The best thing about “Egypt from Above” is that it does not focus on Egypt’s history alone; it shows the monuments of the past juxtaposed with the achievements of the present. The series also delves into the cultural heritage of Egypt, focusing on the day-to-day lives and traditions of the country’s diverse population.
With stunning scenes of Nubia and its indigenous people, the first episode takes viewers on a journey to the south of Egypt. Using drone technology and a number of mind-blowing aerial shots, the documentary shows us how a father teaches his six-year-old son how to fish using the ancient Nubian methods. Then, we travel with the camera to South Sinai, to the secluded monastery of St. Catherine, where we can see how 1,500 years of tradition were able to survive until today.

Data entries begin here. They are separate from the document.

// Copyright 2025 itscheems
//
// Licensed under the Apache License, Version 2.0 (the "License");
// you may not use this file except in compliance with the License.
// You may obtain a copy of the License at
//
//     http://www.apache.org/licenses/LICENSE-2.0
//
// Unless required by applicable law or agreed to in writing, software
// distributed under the License is distributed on an "AS IS" BASIS,
// WITHOUT WARRANTIES OR CONDITIONS OF ANY KIND, either express or implied.
// See the License for the specific language governing permissions and
// limitations under the License.

use crease_sdk::types::{PlayerId, Team};
use serde::{Deserialize, Serialize};
use uuid::Uuid;

use crate::{
	mom::MomAward,
	stats::overs_notation,
	types::{
		BALLS_PER_OVER, DeliveryRecord, ExtrasTally, MatchResult, MatchRules, Phase, WicketRecord,
	},
};

/// Score of one innings
#[derive(Debug, Clone, PartialEq, Eq, Serialize, Deserialize)]
pub struct InningsScore {
	/// Index into `MatchState::teams` of the side batting
	pub batting_team: usize,
	/// Index into `MatchState::teams` of the side bowling
	pub bowling_team: usize,
	pub runs: u32,
	pub wickets: u32,
	pub overs_completed: u32,
	/// Legal deliveries in the current over, always below six
	pub balls_in_current_over: u32,
	pub striker_id: Option<PlayerId>,
	pub non_striker_id: Option<PlayerId>,
	pub extras: ExtrasTally,
	pub fall_of_wickets: Vec<WicketRecord>,
	/// Batsmen in order of arrival at the crease
	pub batting_order: Vec<PlayerId>,
	pub dismissed: Vec<PlayerId>,
	/// Sole remaining batsman holds both ends
	pub last_man_standing: bool,
	pub all_out: bool,
	/// Runs charged to the bowler in the over in progress
	pub runs_conceded_this_over: u32,
	pub started: bool,
}

impl InningsScore {
	pub fn new(batting_team: usize, bowling_team: usize) -> Self {
		Self {
			batting_team,
			bowling_team,
			runs: 0,
			wickets: 0,
			overs_completed: 0,
			balls_in_current_over: 0,
			striker_id: None,
			non_striker_id: None,
			extras: ExtrasTally::default(),
			fall_of_wickets: Vec::new(),
			batting_order: Vec::new(),
			dismissed: Vec::new(),
			last_man_standing: false,
			all_out: false,
			runs_conceded_this_over: 0,
			started: false,
		}
	}

	/// Legal deliveries bowled so far
	pub fn legal_balls(&self) -> u32 {
		self.overs_completed * BALLS_PER_OVER + self.balls_in_current_over
	}

	/// Overs in `O.B` notation
	pub fn overs(&self) -> String {
		overs_notation(self.legal_balls())
	}

	pub fn is_at_crease(&self, player_id: &str) -> bool {
		self.striker_id.as_deref() == Some(player_id)
			|| self.non_striker_id.as_deref() == Some(player_id)
	}

	pub fn is_dismissed(&self, player_id: &str) -> bool {
		self.dismissed.iter().any(|p| p == player_id)
	}

	/// Swap ends, unless a lone batsman holds both
	pub(crate) fn rotate_strike(&mut self) {
		if !self.last_man_standing {
			std::mem::swap(&mut self.striker_id, &mut self.non_striker_id);
		}
	}
}

/// Complete state of one match
///
/// `teams` and `rules` are fixed at toss time; everything else is mutated
/// only through the engine, rotation, lifecycle and undo modules. Innings
/// are indexed by innings number (`innings[0]` is the first innings).
#[derive(Debug, Clone, PartialEq, Serialize, Deserialize)]
pub struct MatchState {
	pub match_id: Uuid,
	pub teams: [Team; 2],
	pub rules: MatchRules,
	pub innings: [InningsScore; 2],
	/// 1 or 2
	pub current_innings_number: u8,
	/// Index into `teams` of the side currently (or next) batting
	pub batting_team_index: usize,
	pub total_overs_limit: u32,
	pub target: Option<u32>,
	pub ball_log: Vec<DeliveryRecord>,
	pub current_bowler_id: Option<PlayerId>,
	/// Bowler who completed the most recent over
	pub previous_over_bowler_id: Option<PlayerId>,
	pub phase: Phase,
	pub result: Option<MatchResult>,
	pub man_of_the_match: Option<MomAward>,
}

impl MatchState {
	pub fn new(match_id: Uuid, teams: [Team; 2], rules: MatchRules) -> Self {
		let total_overs_limit = rules.overs_limit;
		Self {
			match_id,
			teams,
			rules,
			innings: [InningsScore::new(0, 1), InningsScore::new(1, 0)],
			current_innings_number: 1,
			batting_team_index: 0,
			total_overs_limit,
			target: None,
			ball_log: Vec::new(),
			current_bowler_id: None,
			previous_over_bowler_id: None,
			phase: Phase::NotStarted,
			result: None,
			man_of_the_match: None,
		}
	}

	pub fn current_innings(&self) -> &InningsScore {
		&self.innings[self.current_innings_index()]
	}

	pub(crate) fn current_innings_mut(&mut self) -> &mut InningsScore {
		let index = self.current_innings_index();
		&mut self.innings[index]
	}

	pub fn current_innings_index(&self) -> usize {
		usize::from(self.current_innings_number.saturating_sub(1)).min(1)
	}

	pub fn batting_team(&self) -> &Team {
		&self.teams[self.current_innings().batting_team]
	}

	pub fn bowling_team(&self) -> &Team {
		&self.teams[self.current_innings().bowling_team]
	}

	pub fn team_index(&self, team_id: &str) -> Option<usize> {
		self.teams.iter().position(|t| t.id == team_id)
	}

	/// Deliveries recorded in the given innings
	pub fn deliveries_in(&self, innings: u8) -> impl Iterator<Item = &DeliveryRecord> {
		self.ball_log.iter().filter(move |r| r.innings == innings)
	}

	/// Batsmen of the current batting side who may still come in
	pub fn available_batsmen(&self) -> Vec<&str> {
		let innings = self.current_innings();
		self.teams[innings.batting_team]
			.players
			.iter()
			.map(|p| p.id.as_str())
			.filter(|id| !innings.is_dismissed(id) && !innings.is_at_crease(id))
			.collect()
	}

	/// Legal balls left in the current innings
	pub fn balls_remaining(&self) -> u32 {
		let limit = self.total_overs_limit * BALLS_PER_OVER;
		limit.saturating_sub(self.current_innings().legal_balls())
	}

	/// Display names of both teams in `teams` order
	pub fn team_names(&self) -> [&str; 2] {
		[self.teams[0].name.as_str(), self.teams[1].name.as_str()]
	}
}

The crew also tapped into the lives of the indigenous Sinai Bedouin, and how, to this day, most of them still shepherd flocks of sheep and goats across the precarious mountains of Sinai. Continuing along the theme of connecting past and present, the documentary shows the enigmatically breathtaking tomb treasures of Tutankhamen and then picks up again at the Grand Egyptian Museum, which is set to open its doors in 2020.
The second episode opens with the New Administrative Capital and the defying effort being put to complete the project before the deadline. The map then takes us just south of Luxor, where the Karnak Temple Complex lies, with its rich history and awe-inspiring grandeur. Heading to the coast, the crew takes us to the beautiful Red Sea community and resorts of El Gouna, giving us a unique view of its peculiar and creative landscape design. Across the sea, in Sinai, the docuseries give us a glimpse of the bohemian town of Dahab, where diving centres and Bedouin tribes are unifying against a common enemy, plastic.
From date harvests in Siwa to the impressive 100-kilometre marathon at the Pyramids, the documentary shows Egypt in a whole new light and is nothing short of breathtaking.